WORK INSTRUCTION:
Please transcribe exactly, and only, the lines of the data below between the line holding "pub struct AuditLog" and the line holding "ended in a fault", inclusive.

== Segment start ==

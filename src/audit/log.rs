//! Session audit log.
//!
//! Counts what the agent has sampled, classified and stored so an operator
//! can see at a glance whether results are actually being persisted.

use chrono::{DateTime, Utc};
use serde::{Deserialize, Serialize};
use std::path::PathBuf;
use std::sync::atomic::{AtomicU64, Ordering};
use std::sync::Arc;

/// Audit counters for the current process.
#[derive(Debug)]
pub struct AuditLog {
    /// Number of sensor readings taken
    readings: AtomicU64,
    /// Number of averaged windows emitted
    windows_emitted: AtomicU64,
    /// Number of successful classifications
    predictions: AtomicU64,
    /// Number of records stored by a sink
    records_persisted: AtomicU64,
    /// Number of records a sink failed to store
    records_dropped: AtomicU64,
    /// Number of sessions that ended in a fault
    sessions_faulted: AtomicU64,
    /// Process start time
    session_start: DateTime<Utc>,
    /// Path for persisting stats
    persist_path: Option<PathBuf>,
}

impl AuditLog {
    pub fn new() -> Self {
        Self {
            readings: AtomicU64::new(0),
            windows_emitted: AtomicU64::new(0),
            predictions: AtomicU64::new(0),
            records_persisted: AtomicU64::new(0),
            records_dropped: AtomicU64::new(0),
            sessions_faulted: AtomicU64::new(0),
            session_start: Utc::now(),
            persist_path: None,
        }
    }

    /// Create an audit log that resumes from and saves to `path`.
    pub fn with_persistence(path: PathBuf) -> Self {
        let mut log = Self::new();
        log.persist_path = Some(path);

        if let Err(e) = log.load() {
            tracing::warn!("could not load previous audit stats: {e}");
        }

        log
    }

    pub fn record_reading(&self) {
        self.readings.fetch_add(1, Ordering::Relaxed);
    }

    pub fn record_window(&self) {
        self.windows_emitted.fetch_add(1, Ordering::Relaxed);
    }

    pub fn record_prediction(&self) {
        self.predictions.fetch_add(1, Ordering::Relaxed);
    }

    pub fn record_persisted(&self) {
        self.records_persisted.fetch_add(1, Ordering::Relaxed);
    }

    pub fn record_dropped(&self) {
        self.records_dropped.fetch_add(1, Ordering::Relaxed);
    }

    pub fn record_session_fault(&self) {
        self.sessions_faulted.fetch_add(1, Ordering::Relaxed);
    }

    pub fn stats(&self) -> AuditStats {
        AuditStats {
            readings: self.readings.load(Ordering::Relaxed),
            windows_emitted: self.windows_emitted.load(Ordering::Relaxed),
            predictions: self.predictions.load(Ordering::Relaxed),
            records_persisted: self.records_persisted.load(Ordering::Relaxed),
            records_dropped: self.records_dropped.load(Ordering::Relaxed),
            sessions_faulted: self.sessions_faulted.load(Ordering::Relaxed),
            session_start: self.session_start,
            session_duration_secs: (Utc::now() - self.session_start).num_seconds().max(0) as u64,
        }
    }

    /// Get a summary string for display.
    pub fn summary(&self) -> String {
        let stats = self.stats();
        format!(
            "Session Statistics:\n\
             - Readings taken: {}\n\
             - Windows emitted: {}\n\
             - Predictions made: {}\n\
             - Records persisted: {}\n\
             - Records dropped: {}\n\
             - Sessions faulted: {}\n\
             - Running for: {} seconds",
            stats.readings,
            stats.windows_emitted,
            stats.predictions,
            stats.records_persisted,
            stats.records_dropped,
            stats.sessions_faulted,
            stats.session_duration_secs
        )
    }

    /// Save stats to disk.
    pub fn save(&self) -> Result<(), std::io::Error> {
        if let Some(ref path) = self.persist_path {
            if let Some(parent) = path.parent() {
                std::fs::create_dir_all(parent)?;
            }

            let stats = self.stats();
            let persisted = PersistedStats {
                readings: stats.readings,
                windows_emitted: stats.windows_emitted,
                predictions: stats.predictions,
                records_persisted: stats.records_persisted,
                records_dropped: stats.records_dropped,
                sessions_faulted: stats.sessions_faulted,
                last_updated: Utc::now(),
            };

            let json = serde_json::to_string_pretty(&persisted).map_err(std::io::Error::other)?;
            std::fs::write(path, json)?;
        }
        Ok(())
    }

    fn load(&mut self) -> Result<(), std::io::Error> {
        if let Some(ref path) = self.persist_path {
            if path.exists() {
                let content = std::fs::read_to_string(path)?;
                let persisted: PersistedStats =
                    serde_json::from_str(&content).map_err(std::io::Error::other)?;

                self.readings.store(persisted.readings, Ordering::Relaxed);
                self.windows_emitted
                    .store(persisted.windows_emitted, Ordering::Relaxed);
                self.predictions
                    .store(persisted.predictions, Ordering::Relaxed);
                self.records_persisted
                    .store(persisted.records_persisted, Ordering::Relaxed);
                self.records_dropped
                    .store(persisted.records_dropped, Ordering::Relaxed);
                self.sessions_faulted
                    .store(persisted.sessions_faulted, Ordering::Relaxed);
            }
        }
        Ok(())
    }
}

impl Default for AuditLog {
    fn default() -> Self {
        Self::new()
    }
}

/// Snapshot of audit counters.
#[derive(Debug, Clone, Serialize, Deserialize)]
pub struct AuditStats {
    pub readings: u64,
    pub windows_emitted: u64,
    pub predictions: u64,
    pub records_persisted: u64,
    pub records_dropped: u64,
    pub sessions_faulted: u64,
    pub session_start: DateTime<Utc>,
    pub session_duration_secs: u64,
}

/// Stats format for persistence.
#[derive(Debug, Serialize, Deserialize)]
struct PersistedStats {
    readings: u64,
    windows_emitted: u64,
    predictions: u64,
    records_persisted: u64,
    records_dropped: u64,
    sessions_faulted: u64,
    last_updated: DateTime<Utc>,
}

/// Thread-safe shared audit log.
pub type SharedAuditLog = Arc<AuditLog>;

pub fn create_shared_log() -> SharedAuditLog {
    Arc::new(AuditLog::new())
}

pub fn create_shared_log_with_persistence(path: PathBuf) -> SharedAuditLog {
    Arc::new(AuditLog::with_persistence(path))
}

== Segment end ==

ANSWER TO THIS EXERCISE:
pub struct AuditLog {
    /// Number of sensor readings taken
    readings: AtomicU64,
    /// Number of averaged windows emitted
    windows_emitted: AtomicU64,
    /// Number of successful classifications
    predictions: AtomicU64,
    /// Number of records stored by a sink
    records_persisted: AtomicU64,
    /// Number of records a sink failed to store
    records_dropped: AtomicU64,
    /// Number of sessions that ended in a fault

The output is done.